WHAT NEEDS TO BE DONE ::
Please transcribe the entries below without omitting a single character.
+ + + + +
use thiserror::Error;

#[derive(Debug, Error)]
pub enum ConfigError {
    #[error("Invalid configuration: {0}")]
    ValidationError(String),
}

pub const DEFAULT_STORAGE_LIMIT: u64 = 5 * 1024 * 1024 * 1024; // 5 GiB
pub const DEFAULT_MAX_UPLOAD_MB: u64 = 50;

#[derive(Debug, Clone)]
pub struct Config {
    pub server: ServerConfig,
    pub storage: StorageConfig,
    /// Enables dangerous operations like purge. Must never be true in production.
    pub test_mode: bool,
    /// Per-file upload ceiling in megabytes
    pub max_upload_mb: u64,
    /// Quota assigned to a profile on first sight, in bytes
    pub default_storage_limit: u64,
}

#[derive(Debug, Clone)]
pub struct ServerConfig {
    pub bind_address: String,
    pub data_dir: String,
}

#[derive(Debug, Clone)]
pub enum StorageBackend {
    Gcs,
    Local,
}

#[derive(Debug, Clone)]
pub struct StorageConfig {
    pub backend: StorageBackend,
    /// Directory for local storage backend
    pub local_storage_path: String,
    /// Base URL prepended to object keys for public links (local backend)
    pub public_url_base: Option<String>,
    /// GCS bucket name (required when backend is gcs)
    pub gcs_bucket: Option<String>,
    /// Path to GCS service account JSON (optional, defaults to ADC)
    pub gcs_credentials_file: Option<String>,
}

impl Default for StorageConfig {
    fn default() -> Self {
        Self {
            backend: StorageBackend::Local,
            local_storage_path: "./files".to_string(),
            public_url_base: None,
            gcs_bucket: None,
            gcs_credentials_file: None,
        }
    }
}

impl Config {
    /// Load configuration from environment variables.
    pub fn load() -> Result<Self, ConfigError> {
        let bind_address =
            std::env::var("BIND_ADDRESS").unwrap_or_else(|_| "0.0.0.0:8080".to_string());

        let data_dir = std::env::var("DATA_DIR").unwrap_or_else(|_| "./data".to_string());

        let test_mode = std::env::var("TEST_MODE")
            .map(|v| v == "true" || v == "1")
            .unwrap_or(false);

        let max_upload_mb = std::env::var("MAX_UPLOAD_MB")
            .ok()
            .and_then(|s| s.parse().ok())
            .unwrap_or(DEFAULT_MAX_UPLOAD_MB);

        let default_storage_limit = std::env::var("DEFAULT_STORAGE_LIMIT")
            .ok()
            .and_then(|s| s.parse().ok())
            .unwrap_or(DEFAULT_STORAGE_LIMIT);

        let storage_backend = match std::env::var("STORAGE_BACKEND")
            .unwrap_or_else(|_| "local".to_string())
            .to_lowercase()
            .as_str()
        {
            "gcs" => StorageBackend::Gcs,
            _ => StorageBackend::Local,
        };

        let local_storage_path =
            std::env::var("LOCAL_STORAGE_PATH").unwrap_or_else(|_| "./files".to_string());

        let public_url_base = std::env::var("PUBLIC_URL_BASE").ok();
        let gcs_bucket = std::env::var("GCS_BUCKET").ok();
        let gcs_credentials_file = std::env::var("GCS_CREDENTIALS_FILE").ok();

        let config = Config {
            server: ServerConfig {
                bind_address,
                data_dir,
            },
            storage: StorageConfig {
                backend: storage_backend,
                local_storage_path,
                public_url_base,
                gcs_bucket,
                gcs_credentials_file,
            },
            test_mode,
            max_upload_mb,
            default_storage_limit,
        };

        config.validate()?;
        Ok(config)
    }

    fn validate(&self) -> Result<(), ConfigError> {
        if self.max_upload_mb == 0 {
            return Err(ConfigError::ValidationError(
                "MAX_UPLOAD_MB must be greater than 0".to_string(),
            ));
        }

        if matches!(self.storage.backend, StorageBackend::Gcs) && self.storage.gcs_bucket.is_none()
        {
            return Err(ConfigError::ValidationError(
                "GCS_BUCKET is required when STORAGE_BACKEND=gcs".to_string(),
            ));
        }

        Ok(())
    }

    /// Per-file upload ceiling in bytes
    pub fn max_upload_bytes(&self) -> u64 {
        self.max_upload_mb * 1024 * 1024
    }
}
+ + + + +
RESULT ::
use thiserror::Error;

#[derive(Debug, Error)]
pub enum ConfigError {
    #[error("Invalid configuration: {0}")]
    ValidationError(String),
}

pub const DEFAULT_STORAGE_LIMIT: u64 = 5 * 1024 * 1024 * 1024; // 5 GiB
pub const DEFAULT_MAX_UPLOAD_MB: u64 = 50;

#[derive(Debug, Clone)]
pub struct Config {
    pub server: ServerConfig,
    pub storage: StorageConfig,
    /// Enables dangerous operations like purge. Must never be true in production.
    pub test_mode: bool,
    /// Per-file upload ceiling in megabytes
    pub max_upload_mb: u64,
    /// Quota assigned to a profile on first sight, in bytes
    pub default_storage_limit: u64,
}

#[derive(Debug, Clone)]
pub struct ServerConfig {
    pub bind_address: String,
    pub data_dir: String,
}

#[derive(Debug, Clone)]
pub enum StorageBackend {
    Gcs,
    Local,
}

#[derive(Debug, Clone)]
pub struct StorageConfig {
    pub backend: StorageBackend,
    /// Directory for local storage backend
    pub local_storage_path: String,
    /// Base URL prepended to object keys for public links (local backend)
    pub public_url_base: Option<String>,
    /// GCS bucket name (required when backend is gcs)
    pub gcs_bucket: Option<String>,
    /// Path to GCS service account JSON (optional, defaults to ADC)
    pub gcs_credentials_file: Option<String>,
}

impl Default for StorageConfig {
    fn default() -> Self {
        Self {
            backend: StorageBackend::Local,
            local_storage_path: "./files".to_string(),
            public_url_base: None,
            gcs_bucket: None,
            gcs_credentials_file: None,
        }
    }
}

impl Config {
    /// Load configuration from environment variables.
    pub fn load() -> Result<Self, ConfigError> {
        let bind_address =
            std::env::var("BIND_ADDRESS").unwrap_or_else(|_| "0.0.0.0:8080".to_string());

        let data_dir = std::env::var("DATA_DIR").unwrap_or_else(|_| "./data".to_string());

        let test_mode = std::env::var("TEST_MODE")
            .map(|v| v == "true" || v == "1")
            .unwrap_or(false);

        let max_upload_mb = std::env::var("MAX_UPLOAD_MB")
            .ok()
            .and_then(|s| s.parse().ok())
            .unwrap_or(DEFAULT_MAX_UPLOAD_MB);

        let default_storage_limit = std::env::var("DEFAULT_STORAGE_LIMIT")
            .ok()
            .and_then(|s| s.parse().ok())
            .unwrap_or(DEFAULT_STORAGE_LIMIT);

        let storage_backend = match std::env::var("STORAGE_BACKEND")
            .unwrap_or_else(|_| "local".to_string())
            .to_lowercase()
            .as_str()
        {
            "gcs" => StorageBackend::Gcs,
            _ => StorageBackend::Local,
        };

        let local_storage_path =
            std::env::var("LOCAL_STORAGE_PATH").unwrap_or_else(|_| "./files".to_string());

        let public_url_base = std::env::var("PUBLIC_URL_BASE").ok();
        let gcs_bucket = std::env::var("GCS_BUCKET").ok();
        let gcs_credentials_file = std::env::var("GCS_CREDENTIALS_FILE").ok();

        let config = Config {
            server: ServerConfig {
                bind_address,
                data_dir,
            },
            storage: StorageConfig {
                backend: storage_backend,
                local_storage_path,
                public_url_base,
                gcs_bucket,
                gcs_credentials_file,
            },
            test_mode,
            max_upload_mb,
            default_storage_limit,
        };

        config.validate()?;
        Ok(config)
    }

    fn validate(&self) -> Result<(), ConfigError> {
        if self.max_upload_mb == 0 {
            return Err(ConfigError::ValidationError(
                "MAX_UPLOAD_MB must be greater than 0".to_string(),
            ));
        }

        if matches!(self.storage.backend, StorageBackend::Gcs) && self.storage.gcs_bucket.is_none()
        {
            return Err(ConfigError::ValidationError(
                "GCS_BUCKET is required when STORAGE_BACKEND=gcs".to_string(),
            ));
        }

        Ok(())
    }

    /// Per-file upload ceiling in bytes
    pub fn max_upload_bytes(&self) -> u64 {
        self.max_upload_mb * 1024 * 1024
    }
}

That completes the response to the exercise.